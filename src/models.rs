use chrono::{DateTime, Utc};
use serde::{Deserialize, Serialize};
use sqlx::FromRow;
use time::{Date, Time};

/// A listed garage business. `status` holds the moderation state as stored,
/// see [`ListingStatus`]; `is_active` mirrors the `approved`/`inactive` toggle.
#[derive(Debug, Clone, FromRow, Serialize)]
pub struct Provider {
    pub id: i32,
    pub owner_id: i32,
    pub name: String,
    pub description: Option<String>,
    pub address: Option<String>,
    pub categories: Vec<String>,
    pub status: String,
    pub is_active: bool,
    pub rejection_reason: Option<String>,
    pub created_at: DateTime<Utc>,
    pub updated_at: DateTime<Utc>,
}

/// One weekday's open/close pair. A provider has at most seven of these;
/// a missing weekday means closed.
#[derive(Debug, Clone, FromRow, Serialize)]
pub struct WorkingHours {
    pub id: i32,
    pub provider_id: i32,
    pub weekday: i16,
    pub open_time: Time,
    pub close_time: Time,
}

#[derive(Debug, Clone, FromRow, Serialize)]
pub struct ProviderPhoto {
    pub id: i32,
    pub provider_id: i32,
    pub file_url: String,
}

#[derive(Debug, Clone, FromRow, Serialize)]
pub struct Booking {
    pub id: i32,
    pub provider_id: i32,
    pub customer_id: i32,
    pub service_category: String,
    pub booking_date: Date,
    pub booking_time: Time,
    pub status: String,
    pub note: Option<String>,
    pub created_at: DateTime<Utc>,
    pub updated_at: DateTime<Utc>,
}

#[derive(Debug, Clone, FromRow, Serialize)]
pub struct Review {
    pub id: i32,
    pub provider_id: i32,
    pub customer_id: i32,
    pub rating: i16,
    pub comment: Option<String>,
    pub created_at: DateTime<Utc>,
}

#[derive(Debug, Clone, Copy, PartialEq, Eq, Serialize, Deserialize)]
#[serde(rename_all = "lowercase")]
pub enum BookingStatus {
    Pending,
    Confirmed,
    Completed,
    Cancelled,
}

impl BookingStatus {
    pub fn as_str(&self) -> &'static str {
        match self {
            BookingStatus::Pending => "pending",
            BookingStatus::Confirmed => "confirmed",
            BookingStatus::Completed => "completed",
            BookingStatus::Cancelled => "cancelled",
        }
    }

    pub fn parse(s: &str) -> Option<Self> {
        match s {
            "pending" => Some(BookingStatus::Pending),
            "confirmed" => Some(BookingStatus::Confirmed),
            "completed" => Some(BookingStatus::Completed),
            "cancelled" => Some(BookingStatus::Cancelled),
            _ => None,
        }
    }

    /// Terminal bookings never change status again.
    pub fn is_terminal(&self) -> bool {
        matches!(self, BookingStatus::Completed | BookingStatus::Cancelled)
    }
}

/// Moderation state of a listing.
#[derive(Debug, Clone, Copy, PartialEq, Eq, Serialize, Deserialize)]
#[serde(rename_all = "lowercase")]
pub enum ListingStatus {
    Pending,
    Approved,
    Rejected,
    Inactive,
}

impl ListingStatus {
    pub fn as_str(&self) -> &'static str {
        match self {
            ListingStatus::Pending => "pending",
            ListingStatus::Approved => "approved",
            ListingStatus::Rejected => "rejected",
            ListingStatus::Inactive => "inactive",
        }
    }

    pub fn parse(s: &str) -> Option<Self> {
        match s {
            "pending" => Some(ListingStatus::Pending),
            "approved" => Some(ListingStatus::Approved),
            "rejected" => Some(ListingStatus::Rejected),
            "inactive" => Some(ListingStatus::Inactive),
            _ => None,
        }
    }
}

/// Role claim supplied by the authentication collaborator. Ownership of the
/// concrete booking or listing is still checked against the row itself.
#[derive(Debug, Clone, Copy, PartialEq, Eq, Serialize, Deserialize)]
#[serde(rename_all = "lowercase")]
pub enum Role {
    Customer,
    Owner,
    Admin,
}

#[derive(Debug, Clone, Copy, Serialize, Deserialize)]
pub struct Actor {
    pub id: i32,
    pub role: Role,
}

impl Actor {
    pub fn new(id: i32, role: Role) -> Self {
        Actor { id, role }
    }
}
——
Problem description
Word for word, copy out the records.

Response area
filename src/models.rs
use chrono::{DateTime, Utc};
use serde::{Deserialize, Serialize};
use sqlx::FromRow;
use time::{Date, Time};

/// A listed garage business. `status` holds the moderation state as stored,
/// see [`ListingStatus`]; `is_active` mirrors the `approved`/`inactive` toggle.
#[derive(Debug, Clone, FromRow, Serialize)]
pub struct Provider {
    pub id: i32,
    pub owner_id: i32,
    pub name: String,
    pub description: Option<String>,
    pub address: Option<String>,
    pub categories: Vec<String>,
    pub status: String,
    pub is_active: bool,
    pub rejection_reason: Option<String>,
    pub created_at: DateTime<Utc>,
    pub updated_at: DateTime<Utc>,
}

/// One weekday's open/close pair. A provider has at most seven of these;
/// a missing weekday means closed.
#[derive(Debug, Clone, FromRow, Serialize)]
pub struct WorkingHours {
    pub id: i32,
    pub provider_id: i32,
    pub weekday: i16,
    pub open_time: Time,
    pub close_time: Time,
}

#[derive(Debug, Clone, FromRow, Serialize)]
pub struct ProviderPhoto {
    pub id: i32,
    pub provider_id: i32,
    pub file_url: String,
}

#[derive(Debug, Clone, FromRow, Serialize)]
pub struct Booking {
    pub id: i32,
    pub provider_id: i32,
    pub customer_id: i32,
    pub service_category: String,
    pub booking_date: Date,
    pub booking_time: Time,
    pub status: String,
    pub note: Option<String>,
    pub created_at: DateTime<Utc>,
    pub updated_at: DateTime<Utc>,
}

#[derive(Debug, Clone, FromRow, Serialize)]
pub struct Review {
    pub id: i32,
    pub provider_id: i32,
    pub customer_id: i32,
    pub rating: i16,
    pub comment: Option<String>,
    pub created_at: DateTime<Utc>,
}

#[derive(Debug, Clone, Copy, PartialEq, Eq, Serialize, Deserialize)]
#[serde(rename_all = "lowercase")]
pub enum BookingStatus {
    Pending,
    Confirmed,
    Completed,
    Cancelled,
}

impl BookingStatus {
    pub fn as_str(&self) -> &'static str {
        match self {
            BookingStatus::Pending => "pending",
            BookingStatus::Confirmed => "confirmed",
            BookingStatus::Completed => "completed",
            BookingStatus::Cancelled => "cancelled",
        }
    }

    pub fn parse(s: &str) -> Option<Self> {
        match s {
            "pending" => Some(BookingStatus::Pending),
            "confirmed" => Some(BookingStatus::Confirmed),
            "completed" => Some(BookingStatus::Completed),
            "cancelled" => Some(BookingStatus::Cancelled),
            _ => None,
        }
    }

    /// Terminal bookings never change status again.
    pub fn is_terminal(&self) -> bool {
        matches!(self, BookingStatus::Completed | BookingStatus::Cancelled)
    }
}

/// Moderation state of a listing.
#[derive(Debug, Clone, Copy, PartialEq, Eq, Serialize, Deserialize)]
#[serde(rename_all = "lowercase")]
pub enum ListingStatus {
    Pending,
    Approved,
    Rejected,
    Inactive,
}

impl ListingStatus {
    pub fn as_str(&self) -> &'static str {
        match self {
            ListingStatus::Pending => "pending",
            ListingStatus::Approved => "approved",
            ListingStatus::Rejected => "rejected",
            ListingStatus::Inactive => "inactive",
        }
    }

    pub fn parse(s: &str) -> Option<Self> {
        match s {
            "pending" => Some(ListingStatus::Pending),
            "approved" => Some(ListingStatus::Approved),
            "rejected" => Some(ListingStatus::Rejected),
            "inactive" => Some(ListingStatus::Inactive),
            _ => None,
        }
    }
}

/// Role claim supplied by the authentication collaborator. Ownership of the
/// concrete booking or listing is still checked against the row itself.
#[derive(Debug, Clone, Copy, PartialEq, Eq, Serialize, Deserialize)]
#[serde(rename_all = "lowercase")]
pub enum Role {
    Customer,
    Owner,
    Admin,
}

#[derive(Debug, Clone, Copy, Serialize, Deserialize)]
pub struct Actor {
    pub id: i32,
    pub role: Role,
}

impl Actor {
    pub fn new(id: i32, role: Role) -> Self {
        Actor { id, role }
    }
}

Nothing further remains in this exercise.